- _Data shown_:
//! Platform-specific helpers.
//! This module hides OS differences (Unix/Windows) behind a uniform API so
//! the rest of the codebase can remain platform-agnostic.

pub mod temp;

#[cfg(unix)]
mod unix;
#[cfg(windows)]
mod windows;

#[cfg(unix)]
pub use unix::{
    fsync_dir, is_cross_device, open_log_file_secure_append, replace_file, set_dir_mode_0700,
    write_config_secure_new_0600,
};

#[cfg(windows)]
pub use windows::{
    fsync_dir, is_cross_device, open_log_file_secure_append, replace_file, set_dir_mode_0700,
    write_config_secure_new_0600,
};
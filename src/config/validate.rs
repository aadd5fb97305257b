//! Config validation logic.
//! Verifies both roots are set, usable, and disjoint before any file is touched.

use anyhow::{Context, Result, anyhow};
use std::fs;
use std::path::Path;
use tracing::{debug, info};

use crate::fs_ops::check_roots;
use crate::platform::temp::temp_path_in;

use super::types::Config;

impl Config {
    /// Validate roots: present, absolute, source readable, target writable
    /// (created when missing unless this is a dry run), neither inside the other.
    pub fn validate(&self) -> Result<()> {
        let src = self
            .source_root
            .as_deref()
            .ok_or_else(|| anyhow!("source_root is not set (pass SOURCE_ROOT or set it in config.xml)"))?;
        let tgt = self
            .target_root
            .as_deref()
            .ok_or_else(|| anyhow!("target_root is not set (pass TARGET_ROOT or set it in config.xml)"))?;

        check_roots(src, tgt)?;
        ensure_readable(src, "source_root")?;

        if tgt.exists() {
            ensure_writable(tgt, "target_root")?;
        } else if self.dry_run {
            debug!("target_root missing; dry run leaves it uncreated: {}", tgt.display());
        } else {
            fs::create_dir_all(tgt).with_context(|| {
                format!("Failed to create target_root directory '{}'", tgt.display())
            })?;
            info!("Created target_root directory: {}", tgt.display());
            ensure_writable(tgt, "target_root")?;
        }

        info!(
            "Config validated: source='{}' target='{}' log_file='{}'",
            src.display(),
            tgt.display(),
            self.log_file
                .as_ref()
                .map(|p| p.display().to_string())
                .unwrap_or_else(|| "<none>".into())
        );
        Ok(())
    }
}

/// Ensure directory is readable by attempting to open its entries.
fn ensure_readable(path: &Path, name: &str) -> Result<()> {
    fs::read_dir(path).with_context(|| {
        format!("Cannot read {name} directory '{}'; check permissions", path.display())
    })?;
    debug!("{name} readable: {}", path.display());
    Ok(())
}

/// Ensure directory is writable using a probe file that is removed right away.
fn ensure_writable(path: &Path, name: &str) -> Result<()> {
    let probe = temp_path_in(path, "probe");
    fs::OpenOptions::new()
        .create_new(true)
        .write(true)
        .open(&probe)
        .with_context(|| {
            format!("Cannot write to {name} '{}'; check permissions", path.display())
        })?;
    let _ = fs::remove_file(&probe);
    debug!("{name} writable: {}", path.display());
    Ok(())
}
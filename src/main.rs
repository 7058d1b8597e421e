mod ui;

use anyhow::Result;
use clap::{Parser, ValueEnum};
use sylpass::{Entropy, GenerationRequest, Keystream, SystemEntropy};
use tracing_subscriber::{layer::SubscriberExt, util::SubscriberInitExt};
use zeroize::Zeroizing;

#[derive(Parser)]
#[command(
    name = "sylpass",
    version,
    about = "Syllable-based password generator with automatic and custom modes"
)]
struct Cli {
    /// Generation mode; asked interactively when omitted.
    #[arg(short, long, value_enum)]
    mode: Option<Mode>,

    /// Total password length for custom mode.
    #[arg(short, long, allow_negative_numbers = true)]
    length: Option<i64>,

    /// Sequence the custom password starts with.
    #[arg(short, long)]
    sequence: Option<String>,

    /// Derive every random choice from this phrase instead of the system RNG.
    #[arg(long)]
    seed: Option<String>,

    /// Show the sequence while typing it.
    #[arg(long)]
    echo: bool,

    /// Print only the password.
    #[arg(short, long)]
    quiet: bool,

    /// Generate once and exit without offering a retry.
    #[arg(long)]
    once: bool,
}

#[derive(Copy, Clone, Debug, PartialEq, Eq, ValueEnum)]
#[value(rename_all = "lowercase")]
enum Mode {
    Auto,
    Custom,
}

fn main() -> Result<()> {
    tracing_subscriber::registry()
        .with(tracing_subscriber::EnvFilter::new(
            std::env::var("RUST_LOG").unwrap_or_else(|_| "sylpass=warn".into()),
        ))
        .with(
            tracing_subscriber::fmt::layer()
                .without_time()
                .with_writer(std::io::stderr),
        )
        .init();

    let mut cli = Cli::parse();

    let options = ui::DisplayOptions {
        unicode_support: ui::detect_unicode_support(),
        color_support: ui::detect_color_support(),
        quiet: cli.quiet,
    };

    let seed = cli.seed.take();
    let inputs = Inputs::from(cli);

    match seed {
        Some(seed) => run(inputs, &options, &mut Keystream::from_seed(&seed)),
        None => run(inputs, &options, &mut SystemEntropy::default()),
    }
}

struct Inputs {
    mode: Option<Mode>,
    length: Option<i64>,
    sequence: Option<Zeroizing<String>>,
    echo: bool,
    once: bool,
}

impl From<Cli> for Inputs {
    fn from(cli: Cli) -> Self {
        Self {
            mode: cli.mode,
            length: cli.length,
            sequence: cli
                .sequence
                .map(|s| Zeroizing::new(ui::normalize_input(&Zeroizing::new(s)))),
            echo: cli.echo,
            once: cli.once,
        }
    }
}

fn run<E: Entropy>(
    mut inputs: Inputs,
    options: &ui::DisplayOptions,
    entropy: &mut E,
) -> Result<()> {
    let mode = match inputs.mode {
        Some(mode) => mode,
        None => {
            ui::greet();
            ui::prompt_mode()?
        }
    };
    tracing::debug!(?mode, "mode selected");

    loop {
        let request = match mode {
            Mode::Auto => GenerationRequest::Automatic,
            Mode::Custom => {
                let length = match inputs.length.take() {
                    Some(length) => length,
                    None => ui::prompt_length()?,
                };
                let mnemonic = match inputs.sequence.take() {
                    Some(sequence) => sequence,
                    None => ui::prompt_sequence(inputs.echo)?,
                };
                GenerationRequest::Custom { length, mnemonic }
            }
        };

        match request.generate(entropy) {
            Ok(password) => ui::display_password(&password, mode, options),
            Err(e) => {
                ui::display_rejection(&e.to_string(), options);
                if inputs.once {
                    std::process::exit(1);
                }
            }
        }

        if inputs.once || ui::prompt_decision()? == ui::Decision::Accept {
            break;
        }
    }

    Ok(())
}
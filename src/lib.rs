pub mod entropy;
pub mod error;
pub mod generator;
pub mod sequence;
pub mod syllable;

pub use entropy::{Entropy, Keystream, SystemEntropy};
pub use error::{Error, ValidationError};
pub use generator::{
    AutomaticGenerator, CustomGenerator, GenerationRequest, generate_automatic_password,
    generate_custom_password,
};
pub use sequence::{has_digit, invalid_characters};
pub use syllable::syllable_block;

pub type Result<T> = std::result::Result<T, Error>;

- _Task directions_: Check the entries above for the word "repository" and copy every line where it turns up.

- _Answer area_:
repository aadd5fb97305257b
repository 7058d1b8597e421e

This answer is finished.